- **Work task**:
Could you show each line of the records that contains the word "derive"?

--- START ---

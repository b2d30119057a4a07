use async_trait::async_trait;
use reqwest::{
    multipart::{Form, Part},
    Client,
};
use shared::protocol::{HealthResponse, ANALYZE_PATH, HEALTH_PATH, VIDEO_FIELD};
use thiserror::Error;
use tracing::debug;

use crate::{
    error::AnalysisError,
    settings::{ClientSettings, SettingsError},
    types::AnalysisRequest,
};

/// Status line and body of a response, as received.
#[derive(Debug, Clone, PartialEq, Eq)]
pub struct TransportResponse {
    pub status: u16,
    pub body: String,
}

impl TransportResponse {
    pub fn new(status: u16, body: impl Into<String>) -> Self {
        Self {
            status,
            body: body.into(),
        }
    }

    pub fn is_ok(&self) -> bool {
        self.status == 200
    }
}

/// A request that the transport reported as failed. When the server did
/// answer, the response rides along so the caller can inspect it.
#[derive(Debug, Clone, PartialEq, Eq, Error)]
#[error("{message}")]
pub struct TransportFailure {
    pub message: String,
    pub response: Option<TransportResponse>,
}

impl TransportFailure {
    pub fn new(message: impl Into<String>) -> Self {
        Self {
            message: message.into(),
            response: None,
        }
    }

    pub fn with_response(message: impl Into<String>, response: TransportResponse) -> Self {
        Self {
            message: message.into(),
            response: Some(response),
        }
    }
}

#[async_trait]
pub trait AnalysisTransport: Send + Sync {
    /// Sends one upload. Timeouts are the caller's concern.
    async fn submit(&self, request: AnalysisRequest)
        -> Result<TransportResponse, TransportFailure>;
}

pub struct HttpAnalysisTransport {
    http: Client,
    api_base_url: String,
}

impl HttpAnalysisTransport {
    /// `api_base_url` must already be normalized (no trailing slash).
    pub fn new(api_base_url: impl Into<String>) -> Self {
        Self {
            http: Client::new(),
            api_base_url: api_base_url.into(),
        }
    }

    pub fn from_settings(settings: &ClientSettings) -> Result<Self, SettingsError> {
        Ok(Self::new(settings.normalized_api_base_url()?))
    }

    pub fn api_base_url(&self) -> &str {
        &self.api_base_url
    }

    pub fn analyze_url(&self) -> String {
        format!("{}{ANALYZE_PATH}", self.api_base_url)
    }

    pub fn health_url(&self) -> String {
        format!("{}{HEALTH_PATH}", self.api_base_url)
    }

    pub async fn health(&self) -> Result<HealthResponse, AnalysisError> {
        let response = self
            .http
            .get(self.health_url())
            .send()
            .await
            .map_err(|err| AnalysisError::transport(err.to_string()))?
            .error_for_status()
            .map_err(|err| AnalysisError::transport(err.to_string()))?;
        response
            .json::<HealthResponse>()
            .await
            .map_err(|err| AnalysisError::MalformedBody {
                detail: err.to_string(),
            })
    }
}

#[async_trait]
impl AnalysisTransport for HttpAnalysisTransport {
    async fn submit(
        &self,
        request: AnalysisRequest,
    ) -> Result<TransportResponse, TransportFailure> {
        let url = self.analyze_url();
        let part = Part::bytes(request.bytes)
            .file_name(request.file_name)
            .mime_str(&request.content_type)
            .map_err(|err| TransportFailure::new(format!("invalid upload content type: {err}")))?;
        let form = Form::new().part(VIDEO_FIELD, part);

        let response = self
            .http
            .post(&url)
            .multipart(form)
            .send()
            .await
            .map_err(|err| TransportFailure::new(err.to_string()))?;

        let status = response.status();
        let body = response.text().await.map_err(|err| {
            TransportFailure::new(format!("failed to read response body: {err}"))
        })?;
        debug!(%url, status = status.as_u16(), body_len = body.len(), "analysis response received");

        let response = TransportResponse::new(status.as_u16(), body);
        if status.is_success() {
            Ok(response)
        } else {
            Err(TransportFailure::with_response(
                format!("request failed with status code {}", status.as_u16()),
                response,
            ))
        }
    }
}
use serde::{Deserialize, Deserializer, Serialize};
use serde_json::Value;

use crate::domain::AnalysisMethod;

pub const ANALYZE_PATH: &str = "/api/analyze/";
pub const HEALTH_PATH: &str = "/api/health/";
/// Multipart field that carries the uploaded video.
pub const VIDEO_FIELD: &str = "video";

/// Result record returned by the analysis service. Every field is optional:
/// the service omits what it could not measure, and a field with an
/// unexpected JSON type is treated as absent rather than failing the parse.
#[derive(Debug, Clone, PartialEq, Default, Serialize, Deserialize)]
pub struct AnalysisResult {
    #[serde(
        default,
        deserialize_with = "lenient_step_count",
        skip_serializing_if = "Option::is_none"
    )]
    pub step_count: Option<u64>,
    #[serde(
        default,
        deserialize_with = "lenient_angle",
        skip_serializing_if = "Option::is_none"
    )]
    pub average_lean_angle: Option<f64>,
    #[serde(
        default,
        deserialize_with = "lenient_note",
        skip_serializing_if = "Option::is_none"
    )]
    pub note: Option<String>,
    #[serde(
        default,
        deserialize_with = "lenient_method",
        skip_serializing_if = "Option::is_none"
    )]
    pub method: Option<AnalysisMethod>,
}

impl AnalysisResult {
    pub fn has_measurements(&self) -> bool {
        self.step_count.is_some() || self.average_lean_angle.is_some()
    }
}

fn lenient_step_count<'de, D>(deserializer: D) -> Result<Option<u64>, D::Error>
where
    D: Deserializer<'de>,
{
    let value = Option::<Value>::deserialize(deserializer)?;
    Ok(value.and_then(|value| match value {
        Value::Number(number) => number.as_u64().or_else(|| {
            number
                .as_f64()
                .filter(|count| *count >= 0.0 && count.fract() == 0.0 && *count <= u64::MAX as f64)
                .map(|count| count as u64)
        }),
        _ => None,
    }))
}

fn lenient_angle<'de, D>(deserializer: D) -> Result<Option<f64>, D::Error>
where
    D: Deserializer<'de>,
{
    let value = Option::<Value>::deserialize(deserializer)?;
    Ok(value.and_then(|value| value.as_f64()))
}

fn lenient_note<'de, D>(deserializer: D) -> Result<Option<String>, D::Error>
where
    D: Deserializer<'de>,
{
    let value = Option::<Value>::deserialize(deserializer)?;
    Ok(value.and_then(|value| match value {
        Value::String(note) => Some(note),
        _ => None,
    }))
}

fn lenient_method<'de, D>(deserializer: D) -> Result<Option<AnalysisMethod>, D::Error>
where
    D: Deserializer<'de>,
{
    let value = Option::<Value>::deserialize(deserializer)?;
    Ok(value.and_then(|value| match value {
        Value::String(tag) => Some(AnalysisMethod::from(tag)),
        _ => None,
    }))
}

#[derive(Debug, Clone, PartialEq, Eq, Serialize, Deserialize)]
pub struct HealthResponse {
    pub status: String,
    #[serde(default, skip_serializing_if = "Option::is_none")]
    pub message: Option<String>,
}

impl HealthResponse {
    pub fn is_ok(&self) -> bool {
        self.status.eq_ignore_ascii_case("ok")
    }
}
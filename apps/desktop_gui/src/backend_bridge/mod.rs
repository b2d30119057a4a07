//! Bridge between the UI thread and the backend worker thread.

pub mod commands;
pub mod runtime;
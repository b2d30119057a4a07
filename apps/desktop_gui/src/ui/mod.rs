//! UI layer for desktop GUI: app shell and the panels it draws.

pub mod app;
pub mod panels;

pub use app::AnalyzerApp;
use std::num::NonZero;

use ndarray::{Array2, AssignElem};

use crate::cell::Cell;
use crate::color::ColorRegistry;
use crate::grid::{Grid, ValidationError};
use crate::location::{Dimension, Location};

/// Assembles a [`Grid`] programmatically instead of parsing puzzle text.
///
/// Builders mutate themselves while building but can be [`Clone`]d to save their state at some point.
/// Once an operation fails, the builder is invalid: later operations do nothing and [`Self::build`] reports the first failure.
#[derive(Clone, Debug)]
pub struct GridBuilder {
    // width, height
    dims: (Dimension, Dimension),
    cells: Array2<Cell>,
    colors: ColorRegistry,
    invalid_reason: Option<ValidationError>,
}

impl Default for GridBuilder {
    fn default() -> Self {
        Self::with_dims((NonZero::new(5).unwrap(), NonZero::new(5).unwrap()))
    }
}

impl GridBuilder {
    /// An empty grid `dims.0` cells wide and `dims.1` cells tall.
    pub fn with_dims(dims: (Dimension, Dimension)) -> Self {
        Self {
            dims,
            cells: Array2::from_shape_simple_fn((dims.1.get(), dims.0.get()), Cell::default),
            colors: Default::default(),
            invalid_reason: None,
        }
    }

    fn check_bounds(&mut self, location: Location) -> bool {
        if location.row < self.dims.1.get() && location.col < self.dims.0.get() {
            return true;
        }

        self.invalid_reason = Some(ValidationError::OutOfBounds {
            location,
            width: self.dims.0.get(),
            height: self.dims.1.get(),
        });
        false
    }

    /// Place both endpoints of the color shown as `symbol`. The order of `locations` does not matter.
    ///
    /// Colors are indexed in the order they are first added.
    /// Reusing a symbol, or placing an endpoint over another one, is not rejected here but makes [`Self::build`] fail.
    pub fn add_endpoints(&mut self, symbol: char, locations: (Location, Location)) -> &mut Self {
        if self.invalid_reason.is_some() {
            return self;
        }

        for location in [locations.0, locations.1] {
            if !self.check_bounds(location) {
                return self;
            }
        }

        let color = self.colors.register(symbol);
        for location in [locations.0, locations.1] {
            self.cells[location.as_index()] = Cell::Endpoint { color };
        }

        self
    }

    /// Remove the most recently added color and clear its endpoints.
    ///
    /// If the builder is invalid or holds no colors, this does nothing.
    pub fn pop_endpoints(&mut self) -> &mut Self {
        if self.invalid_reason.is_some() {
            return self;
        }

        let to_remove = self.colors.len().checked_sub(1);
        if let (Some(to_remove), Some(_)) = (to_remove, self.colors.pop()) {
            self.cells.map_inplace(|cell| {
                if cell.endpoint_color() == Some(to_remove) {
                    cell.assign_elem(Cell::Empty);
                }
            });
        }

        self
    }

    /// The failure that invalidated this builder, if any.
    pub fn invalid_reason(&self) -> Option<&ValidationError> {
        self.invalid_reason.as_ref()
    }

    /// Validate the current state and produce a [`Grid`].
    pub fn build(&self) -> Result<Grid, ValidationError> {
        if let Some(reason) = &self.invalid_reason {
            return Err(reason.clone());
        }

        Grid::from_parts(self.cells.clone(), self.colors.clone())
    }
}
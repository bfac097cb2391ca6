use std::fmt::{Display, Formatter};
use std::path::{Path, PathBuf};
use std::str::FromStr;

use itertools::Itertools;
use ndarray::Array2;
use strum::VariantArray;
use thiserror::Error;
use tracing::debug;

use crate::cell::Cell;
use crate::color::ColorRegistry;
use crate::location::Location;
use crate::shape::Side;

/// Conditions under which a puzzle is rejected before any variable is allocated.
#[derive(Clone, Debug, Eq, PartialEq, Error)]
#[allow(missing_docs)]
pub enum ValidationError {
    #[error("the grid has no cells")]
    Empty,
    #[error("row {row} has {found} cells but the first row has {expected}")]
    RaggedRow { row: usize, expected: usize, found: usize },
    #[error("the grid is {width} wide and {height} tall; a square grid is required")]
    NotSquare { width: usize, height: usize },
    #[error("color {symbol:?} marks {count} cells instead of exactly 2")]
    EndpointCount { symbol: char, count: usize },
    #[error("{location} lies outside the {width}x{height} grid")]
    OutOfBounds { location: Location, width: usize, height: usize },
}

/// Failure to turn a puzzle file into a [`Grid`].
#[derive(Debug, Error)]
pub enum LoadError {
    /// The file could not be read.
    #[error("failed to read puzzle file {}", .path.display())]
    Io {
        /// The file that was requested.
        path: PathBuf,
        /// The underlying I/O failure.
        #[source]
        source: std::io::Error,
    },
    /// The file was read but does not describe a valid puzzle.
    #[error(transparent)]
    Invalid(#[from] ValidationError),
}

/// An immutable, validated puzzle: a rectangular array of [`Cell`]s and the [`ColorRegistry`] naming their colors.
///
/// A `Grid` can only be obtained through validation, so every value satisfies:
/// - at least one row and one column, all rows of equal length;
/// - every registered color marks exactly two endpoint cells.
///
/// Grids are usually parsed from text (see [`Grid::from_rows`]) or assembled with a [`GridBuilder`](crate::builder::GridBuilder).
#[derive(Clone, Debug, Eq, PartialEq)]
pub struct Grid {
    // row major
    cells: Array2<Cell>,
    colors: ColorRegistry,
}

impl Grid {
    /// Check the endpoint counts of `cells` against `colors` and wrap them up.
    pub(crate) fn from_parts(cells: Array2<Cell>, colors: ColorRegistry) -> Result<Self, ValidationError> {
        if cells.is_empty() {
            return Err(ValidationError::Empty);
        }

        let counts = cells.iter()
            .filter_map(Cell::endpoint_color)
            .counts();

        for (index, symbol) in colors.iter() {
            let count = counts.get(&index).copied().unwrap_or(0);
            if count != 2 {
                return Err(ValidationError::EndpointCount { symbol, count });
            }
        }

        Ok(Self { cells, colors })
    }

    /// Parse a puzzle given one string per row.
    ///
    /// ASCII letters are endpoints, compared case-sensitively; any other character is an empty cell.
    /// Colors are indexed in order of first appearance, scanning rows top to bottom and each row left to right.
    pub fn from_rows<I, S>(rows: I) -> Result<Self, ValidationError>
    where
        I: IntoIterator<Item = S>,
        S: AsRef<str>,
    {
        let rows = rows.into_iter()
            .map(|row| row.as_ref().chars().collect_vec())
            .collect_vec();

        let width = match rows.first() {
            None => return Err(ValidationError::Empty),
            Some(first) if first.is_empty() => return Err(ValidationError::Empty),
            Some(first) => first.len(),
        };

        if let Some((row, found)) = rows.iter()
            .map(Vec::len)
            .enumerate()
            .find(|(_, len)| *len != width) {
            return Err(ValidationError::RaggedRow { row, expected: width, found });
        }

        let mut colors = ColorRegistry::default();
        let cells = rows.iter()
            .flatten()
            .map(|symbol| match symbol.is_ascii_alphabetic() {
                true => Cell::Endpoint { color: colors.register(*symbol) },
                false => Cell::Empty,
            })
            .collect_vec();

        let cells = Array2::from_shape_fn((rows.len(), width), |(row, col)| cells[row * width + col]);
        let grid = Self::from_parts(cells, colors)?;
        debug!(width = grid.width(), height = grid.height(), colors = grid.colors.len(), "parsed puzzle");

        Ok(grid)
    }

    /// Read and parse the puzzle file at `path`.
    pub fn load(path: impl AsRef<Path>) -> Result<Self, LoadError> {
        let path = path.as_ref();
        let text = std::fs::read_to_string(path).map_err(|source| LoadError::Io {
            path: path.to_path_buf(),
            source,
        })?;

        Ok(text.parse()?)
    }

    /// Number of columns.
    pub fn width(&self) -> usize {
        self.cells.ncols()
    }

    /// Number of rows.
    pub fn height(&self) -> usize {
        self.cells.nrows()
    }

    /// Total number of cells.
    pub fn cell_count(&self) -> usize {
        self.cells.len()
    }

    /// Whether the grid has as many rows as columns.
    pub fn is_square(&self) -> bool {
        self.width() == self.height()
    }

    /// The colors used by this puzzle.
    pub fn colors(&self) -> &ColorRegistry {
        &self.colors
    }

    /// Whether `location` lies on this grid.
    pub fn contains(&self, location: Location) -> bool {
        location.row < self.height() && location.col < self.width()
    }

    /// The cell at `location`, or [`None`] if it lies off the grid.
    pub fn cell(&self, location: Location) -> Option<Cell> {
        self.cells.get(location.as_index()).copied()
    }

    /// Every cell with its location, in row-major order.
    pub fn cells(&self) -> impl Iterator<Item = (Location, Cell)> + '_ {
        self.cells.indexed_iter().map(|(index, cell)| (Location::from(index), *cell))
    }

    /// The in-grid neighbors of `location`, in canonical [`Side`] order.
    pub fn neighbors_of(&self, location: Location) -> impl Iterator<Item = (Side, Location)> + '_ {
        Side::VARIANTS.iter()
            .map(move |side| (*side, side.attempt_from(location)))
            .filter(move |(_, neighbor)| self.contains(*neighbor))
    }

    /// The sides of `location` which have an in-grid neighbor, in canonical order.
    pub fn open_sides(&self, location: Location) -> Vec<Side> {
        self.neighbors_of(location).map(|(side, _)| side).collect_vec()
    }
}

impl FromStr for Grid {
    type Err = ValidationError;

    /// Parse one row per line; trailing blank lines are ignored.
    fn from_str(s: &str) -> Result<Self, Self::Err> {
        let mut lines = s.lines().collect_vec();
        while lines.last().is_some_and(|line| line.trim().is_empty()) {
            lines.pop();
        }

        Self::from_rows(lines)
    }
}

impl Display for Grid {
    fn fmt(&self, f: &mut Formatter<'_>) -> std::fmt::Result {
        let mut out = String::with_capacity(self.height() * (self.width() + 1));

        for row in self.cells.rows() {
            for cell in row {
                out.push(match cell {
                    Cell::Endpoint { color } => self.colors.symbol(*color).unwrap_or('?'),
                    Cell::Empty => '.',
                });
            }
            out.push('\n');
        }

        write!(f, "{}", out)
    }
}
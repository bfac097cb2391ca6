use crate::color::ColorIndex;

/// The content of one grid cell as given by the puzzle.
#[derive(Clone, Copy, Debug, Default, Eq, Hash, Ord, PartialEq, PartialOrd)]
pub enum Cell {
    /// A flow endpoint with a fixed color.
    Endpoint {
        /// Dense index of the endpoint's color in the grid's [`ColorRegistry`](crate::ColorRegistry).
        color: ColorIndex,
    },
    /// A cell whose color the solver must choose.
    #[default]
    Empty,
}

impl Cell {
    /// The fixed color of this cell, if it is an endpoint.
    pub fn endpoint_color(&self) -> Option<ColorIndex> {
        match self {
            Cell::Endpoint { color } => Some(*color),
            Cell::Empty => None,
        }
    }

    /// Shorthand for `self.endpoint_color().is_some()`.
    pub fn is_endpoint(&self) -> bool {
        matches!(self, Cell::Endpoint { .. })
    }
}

--- END ---

- **Exercise response**:
#[derive(Debug, Clone, PartialEq, Eq)]
#[derive(Debug, Clone, PartialEq, Eq, Error)]
#[derive(Debug, Clone, PartialEq, Default, Serialize, Deserialize)]
#[derive(Debug, Clone, PartialEq, Eq, Serialize, Deserialize)]
#[derive(Clone, Debug)]
#[derive(Clone, Debug, Eq, PartialEq, Error)]
#[derive(Debug, Error)]
#[derive(Clone, Debug, Eq, PartialEq)]
#[derive(Clone, Copy, Debug, Default, Eq, Hash, Ord, PartialEq, PartialOrd)]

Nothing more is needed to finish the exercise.